Weekly Matsuoty 2000/05/23
Hype & Craft
 
 Hype=誇張型の人間と、Craft=技能型の人間がネットビジネスには存在する。

 Hypeとは典型的な起業家のことである。一攫千金を狙い、壮大なビジョンを語って投資家を口説き、顧客にはこれまでやったこともないヘビーな仕事を約束してくる。何よりも、スピードが最優先であり、後先を考えないで突っ走る。

 一方、Craftとは職人であり、例えばWEBデザイナーやプログラマー達のことを指す。彼らは完璧な仕事、エレガントな仕上がりを求める。納期という言葉はあまり好きではない。

 さて、通常ネットビジネスでは、Hypeが命令系統の上位に位置し、Craftに指示を出す。事業創造においては、まずビジョンと戦略ありきであり、Hypeがその部分を主導するからである。

 だが、現場は戦略だけでは動けない。綿密な実行計画、詳細設計書に基づいた地道な作業の連続である。前回に述べたオペレーションモデルの構築のプロセスであり、職人たるCraftの出番である。

 HypeとCraftは、大胆と緻密、あるいは無謀と堅実と言い換えてもいいと思うが、基本的に対立する考え方、スタイルである。したがって、多くの場合、同一組織内のHypeとCraftは様々な摩擦を生み出す。Hypeは、「とにかくオレのビジョンを実現するために、言われた通りのものを作ればいいんだ!」と叫び、Craftは、「夢を語るのはいいけど、現実を直視してもらわなきゃ、ちょっとは現場の話も聞けよ!」と腐る。

 Hypeが強すぎると、現場がついてこれずにコンセプト倒れとなるが、Craftが力を持ちすぎると革新的なアイディアが実現されず、平凡なビジネスモデルに落ち着いてしまい、結局のところ生き残れない。

 だから、Hype型の人間とCraft型の人間がそれぞれの持ち味を尊重しあい、学び合えるような企業文化を形成することが、斬新なビジネスモデルを実現させるためには必要なのである。

 ただ、企業文化とはそもそも時間をかけて形成されていくものであり、創業間もないネットベンチャーが、HypeとCraftの対立をうまく止揚して、成果を生み出せるような文化を即座に作ることはできない。そもそも、ものすごいスピードで企業自体が変化、膨張しているので、文化が定着する余裕がないのである。
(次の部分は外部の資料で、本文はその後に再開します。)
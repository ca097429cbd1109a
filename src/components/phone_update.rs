//! Phone-number update form embedded in the account detail list.

use leptos::prelude::*;

use crate::util::payload::ProfileFields;
use crate::util::validation::{PHONE_MESSAGE, is_valid_phone};

#[component]
pub fn PhoneUpdate(initial_value: String, on_submit: Callback<ProfileFields>, on_done: Callback<()>) -> impl IntoView {
    let phone = RwSignal::new(initial_value);
    let error = RwSignal::new(None::<&'static str>);

    let save = move |ev: leptos::ev::SubmitEvent| {
        ev.prevent_default();
        let value = phone.get_untracked();
        if !is_valid_phone(&value) {
            error.set(Some(PHONE_MESSAGE));
            return;
        }
        error.set(None);
        on_submit.run(ProfileFields::phone(value.trim()));
        on_done.run(());
    };

    view! {
        <form class="update-form" on:submit=save>
            <label class="update-form__label">
                "Phone number"
                <input
                    class="update-form__input"
                    type="tel"
                    placeholder="0901234567"
                    prop:value=move || phone.get()
                    on:input=move |ev| phone.set(event_target_value(&ev))
                />
            </label>
            {move || error.get().map(|msg| view! { <p class="update-form__error">{msg}</p> })}
            <button class="btn btn--primary" type="submit">"Save"</button>
        </form>
    }
}
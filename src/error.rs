//! Errors produced by REST calls.

/// Failure modes of a `StoreApi` call.
///
/// Application-level failures (`status: FAIL`) are not errors here; they come
/// back inside the envelope so callers can show the server's message.
#[derive(Debug, Clone, PartialEq, Eq, thiserror::Error)]
pub enum ApiError {
    /// The request never produced a response (network, CORS, abort).
    #[error("request failed: {0}")]
    Request(String),

    /// The server answered with an unexpected HTTP status and no usable body.
    #[error("unexpected status: {0}")]
    Status(u16),

    /// The response body could not be decoded.
    #[error("response parse failed: {0}")]
    Parse(String),

    /// REST calls only run in the browser.
    #[error("not available on server")]
    Unavailable,
}
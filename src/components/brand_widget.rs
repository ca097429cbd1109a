//! Home-page brand widget: fetch the catalog once, show 8, expand on demand.
//!
//! SYSTEM CONTEXT
//! ==============
//! The fetch runs once per mount. Failures only reach the log; the widget
//! then renders an empty grid.

use leptos::prelude::*;

use crate::components::brand_card::BrandCard;
use crate::net::api::HttpStoreApi;
use crate::state::brands::BrandsState;
use crate::util::lifetime::Lifetime;

const TITLE_IMAGE: &str = "https://salt.tikicdn.com/ts/upload/33/0f/67/de89fab36546a63a8f3a8b7d038bff81.png";

/// Column spans on a 24-column grid: xl 4, lg 6, md 6, sm 8, xs 12.
const BRAND_COLUMN_CLASS: &str = "grid__col grid__col--xl-4 grid__col--lg-6 grid__col--md-6 grid__col--sm-8 grid__col--xs-12";

#[component]
pub fn BrandWidget() -> impl IntoView {
    let api = expect_context::<HttpStoreApi>();
    let brands = RwSignal::new(BrandsState::default());
    let lifetime = Lifetime::new();
    lifetime.bind_to_owner();

    #[cfg(feature = "hydrate")]
    {
        use crate::util::brand_actions::load_brands;

        leptos::task::spawn_local(async move {
            load_brands(&api, &lifetime, |result| brands.update(|s| s.apply_fetch(result))).await;
        });
    }
    #[cfg(not(feature = "hydrate"))]
    {
        let _ = (api, lifetime);
    }

    let on_show_more = move |_| brands.update(BrandsState::expand);

    view! {
        <section id="brand-widget" class="brand-widget">
            <header class="brand-widget__header">
                <div class="brand-widget__title">
                    <img class="brand-widget__title-img" src=TITLE_IMAGE alt="brand"/>
                    <span class="brand-widget__title-text">"Genuine Brands"</span>
                </div>
                <a class="brand-widget__see-all" href="/products">"SEE ALL"</a>
            </header>

            <div class="brand-widget__cards grid">
                {move || {
                    brands
                        .get()
                        .visible()
                        .iter()
                        .cloned()
                        .map(|brand| {
                            view! {
                                <div class=BRAND_COLUMN_CLASS>
                                    <BrandCard brand=brand/>
                                </div>
                            }
                        })
                        .collect::<Vec<_>>()
                }}
            </div>

            <Show when=move || brands.with(BrandsState::has_more)>
                <div class="brand-widget__more">
                    <button class="btn" on:click=on_show_more>"Show more"</button>
                </div>
            </Show>
        </section>
    }
}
 そんな中で、あるひとまとまりの業務を遂行するチーム(数人から20人程度までの部署単位以下の組織)は、業務遂行を通じて結束感を高めていき、チーム文化と呼べるものが早期に生まれてくる。人材育成も、企業レベルではなく、このチーム内で行われるようになる。
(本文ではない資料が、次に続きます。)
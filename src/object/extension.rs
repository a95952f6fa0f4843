//! Extension chains hanging off construction parameters.
//!
//! A chain is a recursive optional list: each link is `{present: bool, [tag, payload, next]}`.
//! The tag is the raw `vk::StructureType` of the extension structure it models.

use ash::vk;

use crate::codec::{record_struct, tagged_enum};
use crate::object::Identity;

pub type Next = Option<Box<Extension>>;

record_struct! {
    #[derive(Default)]
    pub struct DedicatedAllocation {
        pub image: Option<Identity>,
        pub buffer: Option<Identity>,
    }
}

record_struct! {
    pub struct ExportMemory {
        pub handle_types: vk::ExternalMemoryHandleTypeFlags,
    }
}

record_struct! {
    pub struct ImageFormatList {
        pub view_formats: Vec<vk::Format>,
    }
}

record_struct! {
    pub struct SemaphoreTypeInfo {
        pub semaphore_type: vk::SemaphoreType,
        pub initial_value: u64,
    }
}

tagged_enum! {
    pub enum ExtensionBody {
        DedicatedAllocation(DedicatedAllocation) =
            vk::StructureType::MEMORY_DEDICATED_ALLOCATE_INFO.as_raw() as u32,
        ExportMemory(ExportMemory) = vk::StructureType::EXPORT_MEMORY_ALLOCATE_INFO.as_raw() as u32,
        ImageFormatList(ImageFormatList) =
            vk::StructureType::IMAGE_FORMAT_LIST_CREATE_INFO.as_raw() as u32,
        SemaphoreType(SemaphoreTypeInfo) =
            vk::StructureType::SEMAPHORE_TYPE_CREATE_INFO.as_raw() as u32,
    }
}

record_struct! {
    pub struct Extension {
        pub body: ExtensionBody,
        pub next: Next,
    }
}

impl Extension {
    pub fn new(body: ExtensionBody) -> Self {
        Self { body, next: None }
    }
}

/// Build a chain from bodies, first element at the head.
pub fn chain<I: IntoIterator<Item = ExtensionBody>>(bodies: I) -> Next {
    let mut bodies: Vec<ExtensionBody> = bodies.into_iter().collect();
    let mut next: Next = None;
    while let Some(body) = bodies.pop() {
        next = Some(Box::new(Extension { body, next }));
    }
    next
}

/// Iterate the bodies of a chain from head to tail.
pub fn iter(next: &Next) -> ChainIter<'_> {
    ChainIter {
        cur: next.as_deref(),
    }
}

pub struct ChainIter<'a> {
    cur: Option<&'a Extension>,
}

impl<'a> Iterator for ChainIter<'a> {
    type Item = &'a ExtensionBody;

    fn next(&mut self) -> Option<Self::Item> {
        let ext = self.cur?;
        self.cur = ext.next.as_deref();
        Some(&ext.body)
    }
}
 ニューヨーク大学講師、アート・クライナー氏は、次のように述べている。

 インターネット関連の新規企業の創業者にとって最も重要な仕事は資金の調達ではなく、機能不全に陥った社内政治に惑わされることなく、チームのための環境を整備することである。創業者は、チーム間の情報交換、必要な人材の交換、そしてお互いから学び合うことを容易にかつ自然にできるような組織内インフラの整備を行う一方、チームに自主性を持たせなければならない場合と、彼らに干渉しなければならない場合とを見極める必要がある。
br  「チーム文化の尊重」が、HypeとCraftの混在する不安定なネットベンチャーにとって最も重要な組織戦略なのである。

*この拙文は、「インターネット時代の企業文化」(アート・クライナー、Eビジネス 勝者の戦略、日本ブーズ・アレン・アンド・ハミルトン Eビジネス戦略グループ編)を参考にしました。